The shares of Advanced Micro Devices, Inc. have increased by more than 113.49% this year alone. The shares recently went up by 1.08% or $0.42 and now trades at $39.41. The shares of Leggett & Platt, Incorporated (NYSE:LEG), has jumped by 46.82% year to date as of 11/27/2019. The shares currently trade at $52.62 and have been able to report a change of 0.48% over the past one week.
The stock of Advanced Micro Devices, Inc. and Leggett & Platt, Incorporated were two of the most active stocks on Wednesday. Investors seem to be very interested in what happens to the stocks of these two companies but do investors favor one over the other? We will analyze the growth, profitability, risk, valuation, and insider trends of both companies and see which one investors prefer.

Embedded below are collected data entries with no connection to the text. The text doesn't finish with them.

mod compare;
mod render;


use num_bigint::BigInt;
use std::cmp::Ordering;
use time::Date;
use uuid::Uuid;

pub use compare::canonical_cmp;

///
/// Value
///
/// Dynamic value flowing between domain objects and the store.
///
/// `Object` and `Enum` are domain-side shapes; the converter encodes them to
/// `Udt` and `Text` before they reach a statement. Every other variant is a
/// store-native value.
///

#[derive(Clone, Debug, PartialEq)]
pub enum Value {
    Null,
    Bool(bool),
    Int(i32),
    BigInt(i64),
    Varint(BigInt),
    Float(f32),
    Double(f64),
    Text(String),
    Blob(Vec<u8>),
    Uuid(Uuid),
    Date(Date),
    /// Milliseconds since the Unix epoch.
    Timestamp(i64),
    /// Enum variant name.
    Enum(String),
    /// Ordered list; duplicates allowed.
    List(Vec<Self>),
    /// Canonically ordered, duplicate-free set. Build through [`Value::set`].
    Set(Vec<Self>),
    Map(Vec<(Self, Self)>),
    Object(ObjectValue),
    Udt(UdtValue),
    Tuple(Vec<Self>),
}

impl Value {
    /// Build a set value; members are sorted canonically and deduplicated.
    #[must_use]
    pub fn set(values: impl IntoIterator<Item = Self>) -> Self {
        let mut values: Vec<Self> = values.into_iter().collect();
        values.sort_by(canonical_cmp);
        values.dedup_by(|a, b| canonical_cmp(a, b) == Ordering::Equal);

        Self::Set(values)
    }

    #[must_use]
    pub fn list(values: impl IntoIterator<Item = Self>) -> Self {
        Self::List(values.into_iter().collect())
    }

    #[must_use]
    pub const fn is_null(&self) -> bool {
        matches!(self, Self::Null)
    }

    /// True for list, set and map values.
    #[must_use]
    pub const fn is_collection(&self) -> bool {
        matches!(self, Self::List(_) | Self::Set(_) | Self::Map(_))
    }

    /// True for values that can only exist on the domain side.
    #[must_use]
    pub const fn is_domain_only(&self) -> bool {
        matches!(self, Self::Object(_) | Self::Enum(_))
    }

    /// Elements of a list, set or tuple value.
    #[must_use]
    pub fn elements(&self) -> Option<&[Self]> {
        match self {
            Self::List(values) | Self::Set(values) | Self::Tuple(values) => Some(values),
            _ => None,
        }
    }

    #[must_use]
    pub const fn as_object(&self) -> Option<&ObjectValue> {
        match self {
            Self::Object(object) => Some(object),
            _ => None,
        }
    }

    #[must_use]
    pub fn as_text(&self) -> Option<&str> {
        match self {
            Self::Text(text) | Self::Enum(text) => Some(text),
            _ => None,
        }
    }

    /// Integral view used by count and limit results.
    #[must_use]
    pub fn as_i64(&self) -> Option<i64> {
        match self {
            Self::Int(v) => Some(i64::from(*v)),
            Self::BigInt(v) | Self::Timestamp(v) => Some(*v),
            Self::Varint(v) => i64::try_from(v).ok(),
            _ => None,
        }
    }

    /// Render the value as an inline CQL literal.
    #[must_use]
    pub fn to_cql_literal(&self) -> String {
        self.to_string()
    }
}

///
/// ObjectValue
///
/// Domain-side structured value: a named type with ordered fields addressed
/// by property name.
///

#[derive(Clone, Debug, PartialEq)]
pub struct ObjectValue {
    type_name: String,
    fields: Vec<(String, Value)>,
}

impl ObjectValue {
    #[must_use]
    pub fn new(type_name: impl Into<String>) -> Self {
        Self {
            type_name: type_name.into(),
            fields: Vec::new(),
        }
    }

    /// Set a field, replacing an existing one with the same name.
    #[must_use]
    pub fn with(mut self, name: impl Into<String>, value: impl Into<Value>) -> Self {
        self.set(name, value);
        self
    }

    pub fn set(&mut self, name: impl Into<String>, value: impl Into<Value>) {
        let name = name.into();
        let value = value.into();

        match self.fields.iter_mut().find(|(field, _)| *field == name) {
            Some(slot) => slot.1 = value,
            None => self.fields.push((name, value)),
        }
    }

    #[must_use]
    pub fn type_name(&self) -> &str {
        &self.type_name
    }

    #[must_use]
    pub fn get(&self, name: &str) -> Option<&Value> {
        self.fields
            .iter()
            .find(|(field, _)| field == name)
            .map(|(_, value)| value)
    }

    #[must_use]
    pub fn fields(&self) -> &[(String, Value)] {
        &self.fields
    }

    #[must_use]
    pub fn into_value(self) -> Value {
        Value::Object(self)
    }
}

///
/// UdtValue
///
/// Store-native user-defined type value. Field names are column identifiers
/// rendered as declared by the user type schema.
///

#[derive(Clone, Debug, PartialEq)]
pub struct UdtValue {
    type_name: String,
    fields: Vec<(String, Value)>,
}

impl UdtValue {
    #[must_use]
    pub fn new(type_name: impl Into<String>) -> Self {
        Self {
            type_name: type_name.into(),
            fields: Vec::new(),
        }
    }

    #[must_use]
    pub fn with(mut self, field: impl Into<String>, value: impl Into<Value>) -> Self {
        self.fields.push((field.into(), value.into()));
        self
    }

    #[must_use]
    pub fn type_name(&self) -> &str {
        &self.type_name
    }

    #[must_use]
    pub fn get(&self, field: &str) -> Option<&Value> {
        self.fields
            .iter()
            .find(|(name, _)| name == field)
            .map(|(_, value)| value)
    }

    #[must_use]
    pub fn fields(&self) -> &[(String, Value)] {
        &self.fields
    }
}

// ----------------------------------------------------------------------
// Conversions
// ----------------------------------------------------------------------

impl From<bool> for Value {
    fn from(value: bool) -> Self {
        Self::Bool(value)
    }
}

impl From<i32> for Value {
    fn from(value: i32) -> Self {
        Self::Int(value)
    }
}

impl From<i64> for Value {
    fn from(value: i64) -> Self {
        Self::BigInt(value)
    }
}

impl From<BigInt> for Value {
    fn from(value: BigInt) -> Self {
        Self::Varint(value)
    }
}

impl From<f32> for Value {
    fn from(value: f32) -> Self {
        Self::Float(value)
    }
}

impl From<f64> for Value {
    fn from(value: f64) -> Self {
        Self::Double(value)
    }
}

impl From<&str> for Value {
    fn from(value: &str) -> Self {
        Self::Text(value.to_string())
    }
}

impl From<String> for Value {
    fn from(value: String) -> Self {
        Self::Text(value)
    }
}

impl From<Vec<u8>> for Value {
    fn from(value: Vec<u8>) -> Self {
        Self::Blob(value)
    }
}

impl From<Uuid> for Value {
    fn from(value: Uuid) -> Self {
        Self::Uuid(value)
    }
}

impl From<Date> for Value {
    fn from(value: Date) -> Self {
        Self::Date(value)
    }
}

impl From<ObjectValue> for Value {
    fn from(value: ObjectValue) -> Self {
        Self::Object(value)
    }
}

impl From<UdtValue> for Value {
    fn from(value: UdtValue) -> Self {
        Self::Udt(value)
    }
}

impl From<Vec<Self>> for Value {
    fn from(values: Vec<Self>) -> Self {
        Self::List(values)
    }
}

impl<T: Into<Self>> From<Option<T>> for Value {
    fn from(value: Option<T>) -> Self {
        value.map_or(Self::Null, Into::into)
    }
}
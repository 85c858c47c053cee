use crate::value::Value;
use std::cmp::Ordering;

// Variant rank; cross-variant ordering only needs to be total and stable.
const fn rank(value: &Value) -> u8 {
    match value {
        Value::Null => 0,
        Value::Bool(_) => 1,
        Value::Int(_) => 2,
        Value::BigInt(_) => 3,
        Value::Varint(_) => 4,
        Value::Float(_) => 5,
        Value::Double(_) => 6,
        Value::Text(_) => 7,
        Value::Enum(_) => 8,
        Value::Blob(_) => 9,
        Value::Uuid(_) => 10,
        Value::Date(_) => 11,
        Value::Timestamp(_) => 12,
        Value::List(_) => 13,
        Value::Set(_) => 14,
        Value::Map(_) => 15,
        Value::Tuple(_) => 16,
        Value::Object(_) => 17,
        Value::Udt(_) => 18,
    }
}

/// Total canonical ordering used for set normalization.
#[must_use]
pub fn canonical_cmp(left: &Value, right: &Value) -> Ordering {
    match (left, right) {
        (Value::Null, Value::Null) => Ordering::Equal,
        (Value::Bool(a), Value::Bool(b)) => a.cmp(b),
        (Value::Int(a), Value::Int(b)) => a.cmp(b),
        (Value::BigInt(a), Value::BigInt(b)) | (Value::Timestamp(a), Value::Timestamp(b)) => {
            a.cmp(b)
        }
        (Value::Varint(a), Value::Varint(b)) => a.cmp(b),
        (Value::Float(a), Value::Float(b)) => a.total_cmp(b),
        (Value::Double(a), Value::Double(b)) => a.total_cmp(b),
        (Value::Text(a), Value::Text(b)) | (Value::Enum(a), Value::Enum(b)) => a.cmp(b),
        (Value::Blob(a), Value::Blob(b)) => a.cmp(b),
        (Value::Uuid(a), Value::Uuid(b)) => a.cmp(b),
        (Value::Date(a), Value::Date(b)) => a.cmp(b),
        (Value::List(a), Value::List(b))
        | (Value::Set(a), Value::Set(b))
        | (Value::Tuple(a), Value::Tuple(b)) => cmp_slices(a, b),
        (Value::Map(a), Value::Map(b)) => {
            for ((ak, av), (bk, bv)) in a.iter().zip(b.iter()) {
                let ord = canonical_cmp(ak, bk).then_with(|| canonical_cmp(av, bv));
                if ord != Ordering::Equal {
                    return ord;
                }
            }
            a.len().cmp(&b.len())
        }
        (Value::Object(a), Value::Object(b)) => a
            .type_name()
            .cmp(b.type_name())
            .then_with(|| cmp_fields(a.fields(), b.fields())),
        (Value::Udt(a), Value::Udt(b)) => a
            .type_name()
            .cmp(b.type_name())
            .then_with(|| cmp_fields(a.fields(), b.fields())),
        _ => rank(left).cmp(&rank(right)),
    }
}

fn cmp_slices(a: &[Value], b: &[Value]) -> Ordering {
    for (left, right) in a.iter().zip(b.iter()) {
        let ord = canonical_cmp(left, right);
        if ord != Ordering::Equal {
            return ord;
        }
    }

    a.len().cmp(&b.len())
}

fn cmp_fields(a: &[(String, Value)], b: &[(String, Value)]) -> Ordering {
    for ((an, av), (bn, bv)) in a.iter().zip(b.iter()) {
        let ord = an.cmp(bn).then_with(|| canonical_cmp(av, bv));
        if ord != Ordering::Equal {
            return ord;
        }
    }

    a.len().cmp(&b.len())
}
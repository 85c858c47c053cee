use crate::{
    cql::CqlIdentifier,
    error::{ErrorOrigin, InternalError},
};
use std::{
    fmt,
    hash::{Hash, Hasher},
};

///
/// ColumnName
///
/// Reference to a column as written by a caller.
///
/// A literal preserves case and is suitable to reference properties by their
/// declared name. An identifier follows CQL identifier rules (quoting and
/// case-sensitivity). Equality and hashing derive solely from `to_cql()`.
///

#[derive(Clone, Debug)]
pub enum ColumnName {
    Literal(String),
    Identifier(CqlIdentifier),
}

impl ColumnName {
    /// Case-preserving column reference.
    pub fn from_literal(name: impl Into<String>) -> Result<Self, InternalError> {
        let name = name.into();

        if name.trim().is_empty() {
            return Err(InternalError::invalid_argument(
                ErrorOrigin::Identifier,
                "column name must not be empty",
            ));
        }

        Ok(Self::Literal(name))
    }

    /// Quoting-aware column reference.
    #[must_use]
    pub const fn from_identifier(identifier: CqlIdentifier) -> Self {
        Self::Identifier(identifier)
    }

    /// The literal name, when constructed from a string.
    #[must_use]
    pub fn column_name(&self) -> Option<&str> {
        match self {
            Self::Literal(name) => Some(name),
            Self::Identifier(_) => None,
        }
    }

    /// The identifier, when constructed from one.
    #[must_use]
    pub const fn cql_identifier(&self) -> Option<&CqlIdentifier> {
        match self {
            Self::Literal(_) => None,
            Self::Identifier(identifier) => Some(identifier),
        }
    }

    /// Render the column reference as it must appear in a statement.
    #[must_use]
    pub fn to_cql(&self) -> String {
        match self {
            Self::Literal(name) => name.clone(),
            Self::Identifier(identifier) => identifier.to_cql(),
        }
    }
}

impl PartialEq for ColumnName {
    fn eq(&self, other: &Self) -> bool {
        self.to_cql() == other.to_cql()
    }
}

impl Eq for ColumnName {}

impl Hash for ColumnName {
    fn hash<H: Hasher>(&self, state: &mut H) {
        self.to_cql().hash(state);
    }
}

impl fmt::Display for ColumnName {
    fn fmt(&self, f: &mut fmt::Formatter<'_>) -> fmt::Result {
        f.write_str(&self.to_cql())
    }
}

impl From<CqlIdentifier> for ColumnName {
    fn from(identifier: CqlIdentifier) -> Self {
        Self::Identifier(identifier)
    }
}
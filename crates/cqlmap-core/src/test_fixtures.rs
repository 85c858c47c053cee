use crate::{
    error::InternalError,
    mapping::{Converter, MappingConverter, QueryMapper},
    model::{DataKind, EntityDef, MappingContext, PropertyModel},
    session::{CqlSession, ResultSet, Row},
    statement::{Statement, StatementFactory},
    template::CqlTemplate,
};
use std::{
    collections::VecDeque,
    sync::{Arc, Mutex},
};

///
/// person
///
/// Table entity with scalar, UDT and collection properties.
///
pub fn person() -> EntityDef {
    EntityDef::table("Person")
        .property(PropertyModel::new("id", DataKind::Text).id())
        .property(PropertyModel::new("firstname", DataKind::Text))
        .property(PropertyModel::new("lastname", DataKind::Text))
        .property(PropertyModel::new("nickname", DataKind::Text))
        .property(PropertyModel::new("birthDate", DataKind::Date))
        .property(PropertyModel::new("numberOfChildren", DataKind::Int))
        .property(PropertyModel::new("cool", DataKind::Bool))
        .property(PropertyModel::new("mainAddress", DataKind::udt("Address")))
        .property(PropertyModel::new(
            "alternativeAddresses",
            DataKind::list(DataKind::udt("Address")),
        ))
        .property(PropertyModel::new("dates", DataKind::set(DataKind::Date)))
        .property(PropertyModel::new("gender", DataKind::Enum))
}

pub fn address() -> EntityDef {
    EntityDef::user_type("Address")
        .named("address")
        .property(PropertyModel::new("city", DataKind::Text))
        .property(PropertyModel::new("country", DataKind::Text))
}

///
/// group
///
/// Table entity keyed by the `GroupKey` primary key class.
///
pub fn group() -> EntityDef {
    EntityDef::table("Group")
        .named("group")
        .property(PropertyModel::new("id", DataKind::embedded("GroupKey")).id())
        .property(PropertyModel::new("email", DataKind::Text))
        .property(PropertyModel::new("age", DataKind::Int))
}

pub fn group_key() -> EntityDef {
    EntityDef::key_class("GroupKey")
        .property(PropertyModel::new("groupname", DataKind::Text).partition_key())
        .property(
            PropertyModel::new("hashPrefix", DataKind::Text)
                .column("hash_prefix")
                .partition_key(),
        )
        .property(PropertyModel::new("username", DataKind::Text).clustering_key())
}

// Table entity with key properties declared inline (map-id identity).
pub fn event() -> EntityDef {
    EntityDef::table("Event")
        .property(PropertyModel::new("tenant", DataKind::Text).partition_key())
        .property(PropertyModel::new("occurred", DataKind::Timestamp).clustering_key())
        .property(PropertyModel::new("name", DataKind::Text))
}

pub fn context() -> Arc<MappingContext> {
    Arc::new(build_context().expect("fixture context builds"))
}

pub fn build_context() -> Result<MappingContext, InternalError> {
    MappingContext::builder()
        .register(person())
        .register(address())
        .register(group())
        .register(group_key())
        .register(event())
        .build()
}

pub fn converter() -> Arc<MappingConverter> {
    Arc::new(MappingConverter::new(context()))
}

pub fn mapper() -> QueryMapper {
    QueryMapper::new(converter() as Arc<dyn Converter>)
}

pub fn factory() -> StatementFactory {
    StatementFactory::new(mapper())
}

pub fn template(session: Arc<RecordingSession>) -> CqlTemplate<Arc<RecordingSession>> {
    CqlTemplate::new(session, context())
}

///
/// RecordingSession
///
/// In-memory session that records executed statements and answers with
/// queued row batches (empty when nothing is queued).
///

#[derive(Default)]
pub struct RecordingSession {
    executed: Mutex<Vec<Statement>>,
    responses: Mutex<VecDeque<(Vec<Row>, bool)>>,
}

impl RecordingSession {
    pub fn new() -> Arc<Self> {
        Arc::new(Self::default())
    }

    pub fn respond(&self, rows: Vec<Row>) {
        self.responses.lock().expect("responses lock").push_back((rows, true));
    }

    /// Answer the next statement as a conditional write the store rejected.
    pub fn respond_not_applied(&self) {
        self.responses.lock().expect("responses lock").push_back((Vec::new(), false));
    }

    pub fn executed(&self) -> Vec<Statement> {
        self.executed.lock().expect("executed lock").clone()
    }

    pub fn last_cql(&self) -> String {
        self.executed()
            .last()
            .map(Statement::to_cql)
            .expect("a statement was executed")
    }
}

impl CqlSession for RecordingSession {
    fn execute(&self, statement: &Statement) -> Result<ResultSet, InternalError> {
        self.executed
            .lock()
            .expect("executed lock")
            .push(statement.clone());

        let (rows, applied) = self
            .responses
            .lock()
            .expect("responses lock")
            .pop_front()
            .unwrap_or_else(|| (Vec::new(), true));

        Ok(ResultSet::new(rows.into_iter().map(Ok), applied))
    }
}
use crate::{
    cql::CqlIdentifier,
    error::{ErrorOrigin, InternalError},
    model::DataKind,
};

///
/// KeyRole
/// Role of a primary-key column inside its table.
///

#[derive(Clone, Copy, Debug, Eq, PartialEq)]
pub enum KeyRole {
    Partition,
    Clustering,
}

///
/// PropertyModel
///
/// Runtime metadata for one persistent property.
///
/// A simple property maps to exactly one column. A composite-key property
/// (an embedded primary-key type) maps to the ordered columns of the key
/// type's properties; those are filled in when the mapping context is built.
///

#[derive(Clone, Debug)]
pub struct PropertyModel {
    name: String,
    kind: DataKind,
    explicit_column: Option<ExplicitColumn>,
    columns: Vec<CqlIdentifier>,
    identity: bool,
    key_role: Option<KeyRole>,
}

#[derive(Clone, Debug, Eq, PartialEq)]
enum ExplicitColumn {
    CqlId(String),
    Quoted(String),
}

impl PropertyModel {
    #[must_use]
    pub fn new(name: impl Into<String>, kind: DataKind) -> Self {
        Self {
            name: name.into(),
            kind,
            explicit_column: None,
            columns: Vec::new(),
            identity: false,
            key_role: None,
        }
    }

    // ------------------------------------------------------------------
    // Declaration
    // ------------------------------------------------------------------

    /// Override the column name (store identifier rules apply).
    #[must_use]
    pub fn column(mut self, column: impl Into<String>) -> Self {
        self.explicit_column = Some(ExplicitColumn::CqlId(column.into()));
        self
    }

    /// Override the column name with a case-sensitive quoted identifier.
    #[must_use]
    pub fn quoted_column(mut self, column: impl Into<String>) -> Self {
        self.explicit_column = Some(ExplicitColumn::Quoted(column.into()));
        self
    }

    /// Mark the property as the entity identity (`@Id`-style single key, or
    /// the composite key when its kind is `Embedded`).
    #[must_use]
    pub const fn id(mut self) -> Self {
        self.identity = true;
        self
    }

    #[must_use]
    pub const fn partition_key(mut self) -> Self {
        self.key_role = Some(KeyRole::Partition);
        self
    }

    #[must_use]
    pub const fn clustering_key(mut self) -> Self {
        self.key_role = Some(KeyRole::Clustering);
        self
    }

    // Resolve the declared column; called once by the context builder.
    pub(crate) fn resolve_column(
        &self,
        default_name: String,
        force_quote: bool,
    ) -> Result<CqlIdentifier, InternalError> {
        match &self.explicit_column {
            Some(ExplicitColumn::CqlId(name)) => CqlIdentifier::cql_id(name),
            Some(ExplicitColumn::Quoted(name)) => CqlIdentifier::quoted(name),
            None if force_quote => CqlIdentifier::quoted(default_name),
            None => CqlIdentifier::cql_id(default_name),
        }
    }

    pub(crate) fn set_columns(&mut self, columns: Vec<CqlIdentifier>) {
        self.columns = columns;
    }

    // ------------------------------------------------------------------
    // Accessors
    // ------------------------------------------------------------------

    #[must_use]
    pub fn name(&self) -> &str {
        &self.name
    }

    #[must_use]
    pub const fn kind(&self) -> &DataKind {
        &self.kind
    }

    /// True when this property is (part of) the entity identity.
    #[must_use]
    pub const fn is_identity(&self) -> bool {
        self.identity || self.key_role.is_some()
    }

    /// True for an embedded primary-key type property.
    #[must_use]
    pub const fn is_composite_key(&self) -> bool {
        self.identity && matches!(self.kind, DataKind::Embedded(_))
    }

    #[must_use]
    pub const fn is_collection(&self) -> bool {
        self.kind.is_collection()
    }

    #[must_use]
    pub const fn key_role(&self) -> Option<KeyRole> {
        self.key_role
    }

    /// All columns this property maps to, in declaration order.
    #[must_use]
    pub fn column_names(&self) -> &[CqlIdentifier] {
        &self.columns
    }

    /// The single column of a simple property.
    ///
    /// Composite-key properties span several columns and have no single
    /// column name.
    pub fn column_name(&self) -> Result<&CqlIdentifier, InternalError> {
        if self.is_composite_key() {
            return Err(InternalError::invalid_argument(
                ErrorOrigin::Mapping,
                format!(
                    "composite primary key property '{}' has no single column name",
                    self.name
                ),
            ));
        }

        self.columns.first().ok_or_else(|| {
            InternalError::invalid_argument(
                ErrorOrigin::Model,
                format!("property '{}' has no resolved column", self.name),
            )
        })
    }
}

impl PartialEq for PropertyModel {
    fn eq(&self, other: &Self) -> bool {
        self.name == other.name && self.kind == other.kind && self.columns == other.columns
    }
}

impl Eq for PropertyModel {}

When a company is able to grow consistently in terms of earnings at a high compound rate have the highest likelihood of creating value for its shareholders over time. Analysts have predicted that AMD will grow it’s earning at a 36.50% annual rate in the next 5 years. This is in contrast to LEG which will have a positive growth at a 5.20% annual rate. This means that the higher growth rate of AMD implies a greater potential for capital appreciation over the years.
Growth alone cannot be used to see if the company will be valuable. Shareholders will be the losers if a company invest in ventures that aren’t profitable enough to support upbeat growth. In order for us to accurately measure profitability and return, we will be using the EBITDA margin and Return on Investment (ROI), which balances the difference in capital structure. AMD has an EBITDA margin of 10.07%, this implies that the underlying business of LEG is more profitable. The ROI of AMD is 18.30% while that of LEG is 15.30%. These figures suggest that AMD ventures generate a higher ROI than that of LEG.Cash Flow
The value of a stock is ultimately determined by the amount of cash flow that the investors have available. Over the last 12 months, AMD’s free cash flow per share is a positive 2.75, while that of LEG is positive 2.9.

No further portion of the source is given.